I couldn’t help but think of the balancing rock incident that questions the issue of teaching children to respect the personal property of others (“Check for rocks in their heads,” Sept. 7). I know that the kids didn’t mean any harm, but it also means that they have not been taught a basic lesson of life.
San Luis Obispo
Stop the blamers
Abel Maldonado blames his elderly father for his tax deficiency (“Maldonado family business owes federal taxes,” July 27). Ian Parkinson blames his wife for his tax deficiency (“Political Notebook,” May 19).
Zoë Baird, a nominee for attorney general of the United States, blamed her law professor husband for not paying their nanny’s IRS and Social Security taxes.
Former President Richard Nixon blamed his accountant and attorney for backdating a deed for his tax advantages. The top Securities and Exchange Commission enforcer,
Linda Chatman Thomsen, blames her boss for not prosecuting Bernie Madoff’s 10-year fraud scheme. The list of blamers, both Democrats and Republicans, goes on forever. How do we stop the blamers?
When a person is running for a public office or is a public office holder and blames another for their misdeeds, do not vote for that person. Blaming others is a marked flaw in their makeup which should not be condoned.
Allan J. Mayer
San Luis Obispo
Thanks to Earl
I’ve realized some facts in the past few days and I’m wondering if anyone else also noticed. As a very old lady, I notice less and less, but these seemed glaring to me.

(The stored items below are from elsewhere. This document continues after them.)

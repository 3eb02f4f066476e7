//! Extraction orchestrator.
//!
//! Drives the whole run: for each configured table, emit the verbatim
//! CREATE TABLE definition followed by one INSERT per selected row.
//! Tables are processed strictly sequentially and any failure aborts the
//! run; the sink is flushed on every exit path so whatever was produced
//! before the failure stays inspectable.

mod config;

pub use config::{ExtractConfig, TableSpec};

use crate::db::DbClient;
use crate::error::Result;
use crate::{query, render, schema};
use indicatif::{ProgressBar, ProgressStyle};
use std::io::Write;
use std::time::Instant;

/// Flush the sink after this many statements.
const FLUSH_INTERVAL: u64 = 100;

/// Runtime options for an extraction run.
#[derive(Debug, Clone, Copy, Default)]
pub struct ExtractOptions {
    /// Show a progress bar on stderr
    pub progress: bool,
}

/// Statistics from an extraction run.
#[derive(Debug, Default, serde::Serialize)]
pub struct ExtractStats {
    /// Number of tables fully extracted
    pub tables_extracted: usize,
    /// Total INSERT rows written
    pub rows_written: u64,
    /// Total statements written (CREATE TABLE + INSERT)
    pub statements_written: u64,
    /// Total bytes written to the sink
    pub bytes_written: u64,
    /// Run duration in seconds
    pub elapsed_secs: f64,
}

impl std::fmt::Display for ExtractStats {
    fn fmt(&self, f: &mut std::fmt::Formatter<'_>) -> std::fmt::Result {
        write!(
            f,
            "{} tables, {} rows, {} bytes written in {:.2}s",
            self.tables_extracted, self.rows_written, self.bytes_written, self.elapsed_secs
        )
    }
}

/// Run a full extraction against the given client, writing SQL to `sink`.
///
/// The sink is flushed before this returns, on success and on failure
/// alike, so completed tables always survive a mid-run abort.
pub fn run<W: Write>(
    client: &dyn DbClient,
    config: &ExtractConfig,
    options: ExtractOptions,
    sink: &mut W,
) -> Result<ExtractStats> {
    let start = Instant::now();

    let result = extract_tables(client, config, options, sink);
    let flushed = sink.flush();

    let mut stats = result?;
    flushed?;

    stats.elapsed_secs = start.elapsed().as_secs_f64();
    Ok(stats)
}

fn extract_tables<W: Write>(
    client: &dyn DbClient,
    config: &ExtractConfig,
    options: ExtractOptions,
    sink: &mut W,
) -> Result<ExtractStats> {
    let progress_bar = if options.progress {
        let pb = ProgressBar::new(config.tables.len() as u64);
        pb.set_style(
            ProgressStyle::with_template(
                "{spinner:.green} [{elapsed_precise}] [{bar:40.cyan/blue}] {pos}/{len} tables {msg}",
            )
            .unwrap()
            .progress_chars("█▓▒░  "),
        );
        Some(pb)
    } else {
        None
    };

    let mut stats = ExtractStats::default();
    for spec in &config.tables {
        if let Some(ref pb) = progress_bar {
            pb.set_message(spec.name.clone());
        }

        extract_table(client, spec, sink, &mut stats)?;
        stats.tables_extracted += 1;

        if let Some(ref pb) = progress_bar {
            pb.inc(1);
        }
    }

    if let Some(pb) = progress_bar {
        pb.finish_and_clear();
    }

    Ok(stats)
}

/// Extract one table: schema dump first, then one INSERT per row.
fn extract_table<W: Write>(
    client: &dyn DbClient,
    spec: &TableSpec,
    sink: &mut W,
    stats: &mut ExtractStats,
) -> Result<()> {
    let ddl = client.create_table_ddl(&spec.name)?;
    write_statement(sink, &format!("{};\n", ddl), stats)?;

    let columns = schema::inspect(client, &spec.name, spec.columns.as_deref())?;
    let sql = query::build_select(&spec.name, &columns, spec.ids.as_deref());
    let output = client.query(&sql)?;

    for row in output.iter() {
        let insert = render::format_insert(&spec.name, &columns, row)?;
        write_statement(sink, &insert, stats)?;
        stats.rows_written += 1;
    }

    Ok(())
}

fn write_statement<W: Write>(sink: &mut W, stmt: &str, stats: &mut ExtractStats) -> Result<()> {
    sink.write_all(stmt.as_bytes())?;
    stats.statements_written += 1;
    stats.bytes_written += stmt.len() as u64;

    if stats.statements_written % FLUSH_INTERVAL == 0 {
        sink.flush()?;
    }

    Ok(())
}
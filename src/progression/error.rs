//----------------------------------------
// progression errors
//----------------------------------------
use crate::error::AmdsimErr;
use thiserror::Error;

/// Mid-run invariant violations. These indicate a logic bug rather than bad
/// input; they are fatal and never retried.
#[derive(Error, Debug)]
pub enum InvariantErr {
    #[error("patient {patient_id} was discontinued twice")]
    AlreadyDiscontinued { patient_id: u64 },
    #[error("patient {patient_id} advanced after discontinuation")]
    AdvanceAfterDiscontinuation { patient_id: u64 },
    #[error("patient {patient_id} vision became non-finite at fortnight {time_fortnights}")]
    NonFiniteVision {
        patient_id: u64,
        time_fortnights: u32,
    },
    #[error("trajectory class index {index} out of range")]
    UnknownTrajectoryClass { index: usize },
    #[error("computed correlation should be in [-1, 1]; got {0}")]
    CorrelationOutOfRange(f64),
}

impl Into<AmdsimErr> for InvariantErr {
    fn into(self) -> AmdsimErr {
        AmdsimErr::Invariant(self)
    }
}
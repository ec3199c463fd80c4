//----------------------------------------
// validation mod types
//----------------------------------------
use serde::{Deserialize, Serialize};

/// The population statistic a target constrains.
#[derive(Debug, Clone, Copy, PartialEq, Serialize, Deserialize)]
#[serde(tag = "statistic", rename_all = "snake_case")]
pub enum TargetStatistic {
    /// Mean vision change from baseline to the endpoint.
    MeanChange,
    /// Standard deviation of the endpoint change.
    SdChange,
    /// Pearson correlation between early-timepoint and endpoint change.
    EarlyEndpointCorrelation,
    /// Fraction of patients with endpoint vision strictly above the threshold.
    ProportionAbove { threshold: f64 },
    /// Fraction of patients with endpoint vision strictly below the threshold.
    ProportionBelow { threshold: f64 },
}

/// A published statistic the simulated population is compared against
/// (e.g. the Seven-UP seven-year outcomes), with its tolerance band.
#[derive(Debug, Clone, Serialize, Deserialize)]
pub struct ValidationTarget {
    pub name: String,
    pub statistic: TargetStatistic,
    pub expected: f64,
    pub tolerance: f64,
}

#[derive(Debug, Clone, Copy, Serialize, Deserialize)]
pub struct ValidationSettings {
    pub endpoint_fortnight: u32,
    pub early_fortnight: u32,
    /// Populations below this are statistically unstable; the source
    /// material recommends at least 1000.
    pub min_population: usize,
    /// Hard-fail on small populations instead of warning.
    pub fail_on_insufficient: bool,
}

#[derive(Debug, Clone, Serialize)]
pub struct StatisticResult {
    pub name: String,
    pub expected: f64,
    pub observed: f64,
    pub tolerance: f64,
    pub passed: bool,
}

#[derive(Debug, Clone, Serialize)]
pub struct ValidationReport {
    pub population_size: usize,
    pub insufficient_population: bool,
    pub results: Vec<StatisticResult>,
    pub all_passed: bool,
}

First of all, I’ve noticed that the broadcast and cable channels are trying to outdo themselves by putting their weathermen in the most precarious positions when hurricanes are approaching.
I can switch from one channel, where a long-suffering weatherman is standing on a waterfront, bracing himself against violent wind, trying to stand up straight and having stinging rain pushing his face out of shape, to the next channel and see Al Roker standing in the waves, trying to keep his microphone dry, to another channel and watch their man being swept down a street by rushing waters. Why, I ask myself, can’t they sit in a TV truck and just tell us what’s happening? Makes me wonder.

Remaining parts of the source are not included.